Dementia on the other hand is an umbrella term for a set of symptoms including impaired thinking and memory. Dementia is the name for a group of brain disorders that make it hard to remember, think clearly, make decisions, or even control your emotions. Alzheimer’s disease is one of those disorders, but there are many different types and causes of dementia. Dementia isn’t just about simple memory mishaps - like forgetting someone’s name or where you parked. A person with dementia has a hard time with at least two of the following:

  • Memory

  • Communication and speech

  • Focus and concentration

  • Reasoning and judgment

  • Visual perception (can’t see the difference in colors or detect movement, or sees things that aren’t there)

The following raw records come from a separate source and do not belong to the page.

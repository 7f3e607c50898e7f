//! Vendor-agnostic promotion model and the promotion capability.
//!
//! Providers shape vendor payloads into [`Promotion`]/[`ClipDeal`] snapshots. Clipping a deal
//! never mutates the snapshot; callers re-fetch to observe server-side changes.

// std
use std::ops::Deref;
// self
use crate::{_prelude::*, error::ClipRejection};

/// Boxed future returned by [`PromotionService`] operations.
pub type PromotionFuture<'a, T> = Pin<Box<dyn Future<Output = Result<T>> + 'a + Send>>;

/// Lists promotions and clips deals for the authenticated user.
pub trait PromotionService
where
	Self: Send + Sync,
{
	/// Lists the clip deals available for the configured store.
	///
	/// Filters a provider does not support are ignored, never rejected.
	fn clip_deals<'a>(
		&'a self,
		ctx: &'a CancellationToken,
		options: &'a PromotionSearchOptions,
	) -> PromotionFuture<'a, Vec<ClipDeal>>;

	/// Clips `deal`, checking [`Promotion::check_clippable`] before any request is sent.
	fn clip_deal<'a>(&'a self, ctx: &'a CancellationToken, deal: &'a ClipDeal)
	-> PromotionFuture<'a, ()>;
}

/// Promotion kinds.
#[derive(Clone, Copy, Debug, PartialEq, Eq, Hash, Serialize, Deserialize)]
#[serde(rename_all = "snake_case")]
pub enum PromotionType {
	/// Digital deal activated by clipping.
	ClipDeal,
	/// Coupon.
	Coupon,
	/// Weekly circular sale.
	WeeklySale,
	/// Clearance markdown.
	Clearance,
	/// Buy one, get one.
	Bogo,
	/// Mix and match bundle.
	MixAndMatch,
	/// Loyalty program reward.
	LoyaltyReward,
}
impl PromotionType {
	/// Returns the stable wire label.
	pub const fn as_str(self) -> &'static str {
		match self {
			Self::ClipDeal => "clip_deal",
			Self::Coupon => "coupon",
			Self::WeeklySale => "weekly_sale",
			Self::Clearance => "clearance",
			Self::Bogo => "bogo",
			Self::MixAndMatch => "mix_and_match",
			Self::LoyaltyReward => "loyalty_reward",
		}
	}
}
impl Display for PromotionType {
	fn fmt(&self, f: &mut Formatter) -> FmtResult {
		f.write_str(self.as_str())
	}
}

/// Vendor-agnostic promotion snapshot.
#[derive(Clone, Debug, Default, PartialEq, Serialize, Deserialize)]
pub struct Promotion {
	/// Brand name.
	pub brand: String,
	/// Category names.
	#[serde(default, skip_serializing_if = "Vec::is_empty")]
	pub categories: Vec<String>,
	/// Identifier; never empty for a usable promotion.
	pub id: String,
	/// Human-readable description.
	pub description: String,
	/// Fine print.
	#[serde(default, skip_serializing_if = "String::is_empty")]
	pub disclaimer: String,
	/// Promotion kind, when the vendor reports one.
	#[serde(rename = "type", default, skip_serializing_if = "Option::is_none")]
	pub kind: Option<PromotionType>,
	/// Image identifier.
	#[serde(default, skip_serializing_if = "String::is_empty")]
	pub image_id: String,
	/// Applicable product codes.
	#[serde(default)]
	pub upcs: Vec<String>,
	/// Minimum purchase quantity.
	#[serde(default, skip_serializing_if = "Option::is_none")]
	pub min_purchase_quantity: Option<f64>,
	/// Maximum purchase quantity.
	#[serde(default, skip_serializing_if = "Option::is_none")]
	pub max_purchase_quantity: Option<f64>,
	/// Price.
	#[serde(default, skip_serializing_if = "Option::is_none")]
	pub price: Option<f64>,
	/// Vendor code that targets the clip action.
	#[serde(default, skip_serializing_if = "Option::is_none")]
	pub promo_code: Option<String>,
	/// Vendor type paired with the promo code.
	#[serde(default, skip_serializing_if = "Option::is_none")]
	pub promo_type: Option<String>,
	/// Vendor program.
	#[serde(default, skip_serializing_if = "Option::is_none")]
	pub program_type: Option<String>,
	/// Vendor status code.
	pub status: String,
	/// Vendor usage type.
	pub usage_type: String,
	/// Start of validity.
	#[serde(default, with = "time::serde::rfc3339::option")]
	pub start_date: Option<OffsetDateTime>,
	/// End of validity.
	#[serde(default, with = "time::serde::rfc3339::option")]
	pub end_date: Option<OffsetDateTime>,
	/// Removed by the vendor.
	pub is_deleted: bool,
	/// Can be clipped.
	pub is_clippable: bool,
	/// Shown in the vendor app.
	pub is_displayable: bool,
	/// Already clipped.
	pub is_clipped: bool,
	/// Original vendor record.
	#[serde(default, skip_serializing)]
	pub source: serde_json::Value,
}
impl Promotion {
	/// Checks the clip preconditions in order: id, promo code/type, clipped, clippable, deleted.
	///
	/// Returns the promo code and type a clip request needs.
	pub fn check_clippable(&self) -> Result<(&str, &str), Error> {
		let reject = |reason| Err(Error::ClipRejected { id: self.id.clone(), reason });

		if self.id.is_empty() {
			return reject(ClipRejection::MissingId);
		}

		let (Some(code), Some(kind)) = (self.promo_code.as_deref(), self.promo_type.as_deref())
		else {
			return reject(ClipRejection::MissingPromoCode);
		};

		if self.is_clipped {
			reject(ClipRejection::AlreadyClipped)
		} else if !self.is_clippable {
			reject(ClipRejection::NotClippable)
		} else if self.is_deleted {
			reject(ClipRejection::Deleted)
		} else {
			Ok((code, kind))
		}
	}

	/// Buckets the promotion for the clip loop.
	pub fn classify(&self) -> Disposition {
		if self.is_clipped {
			Disposition::AlreadyClipped
		} else if !self.is_clippable {
			Disposition::Ignored
		} else if self.is_deleted {
			Disposition::Deleted
		} else {
			Disposition::Eligible
		}
	}
}

/// A promotion eligible for the clip action.
#[derive(Clone, Debug, Default, PartialEq, Serialize, Deserialize)]
pub struct ClipDeal {
	/// Promotion snapshot.
	#[serde(flatten)]
	pub promotion: Promotion,
	/// The deal is consumed once clipped.
	#[serde(default)]
	pub expires_after_clip: bool,
	/// When the deal was clipped.
	#[serde(default, with = "time::serde::rfc3339::option", skip_serializing_if = "Option::is_none")]
	pub clipped_at: Option<OffsetDateTime>,
}
impl Deref for ClipDeal {
	type Target = Promotion;

	fn deref(&self) -> &Self::Target {
		&self.promotion
	}
}

/// Advisory listing filters.
#[derive(Clone, Debug, Default, PartialEq, Eq, Serialize, Deserialize)]
pub struct PromotionSearchOptions {
	/// Promotion kind.
	#[serde(rename = "type", default, skip_serializing_if = "Option::is_none")]
	pub kind: Option<PromotionType>,
	/// Category name.
	#[serde(default, skip_serializing_if = "Option::is_none")]
	pub category: Option<String>,
	/// Product identifier.
	#[serde(default, skip_serializing_if = "Option::is_none")]
	pub product_id: Option<String>,
	/// Only clipped promotions.
	#[serde(default)]
	pub clipped_only: Option<bool>,
}

/// Classification bucket of a deal, evaluated in declaration order.
#[derive(Clone, Copy, Debug, PartialEq, Eq, Hash)]
pub enum Disposition {
	/// `is_clipped` is set.
	AlreadyClipped,
	/// `is_clippable` is unset.
	Ignored,
	/// `is_deleted` is set.
	Deleted,
	/// A clip should be attempted.
	Eligible,
}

Since some types of dementia share similar symptoms, it can be hard for a doctor to figure out which one you or your loved one has. Be sure to tell him about all symptoms, medication and alcohol use, and previous illnesses to help him make the right diagnosis.

Basically, it’s a term that is often associated with the cognitive decline of aging. However, issues other than Alzheimer’s can cause dementia. Other common causes of dementia are Huntington’s Disease, Parkinson’s Disease and Creutzfeldt-Jakob disease.

The major difference between Alzheimer’s Disease and dementia — when an individual is diagnosed with dementia, they are diagnosed based on their symptoms without knowing what's behind the symptoms. In Alzheimer’s disease, the exact cause of the symptoms is understood. In addition, Alzheimer's disease is not reversible, whereas some types of dementia, such as those caused by nutritional problems or a drug interaction, can be reversed.

I intend to write a post on the types of Dementia soon.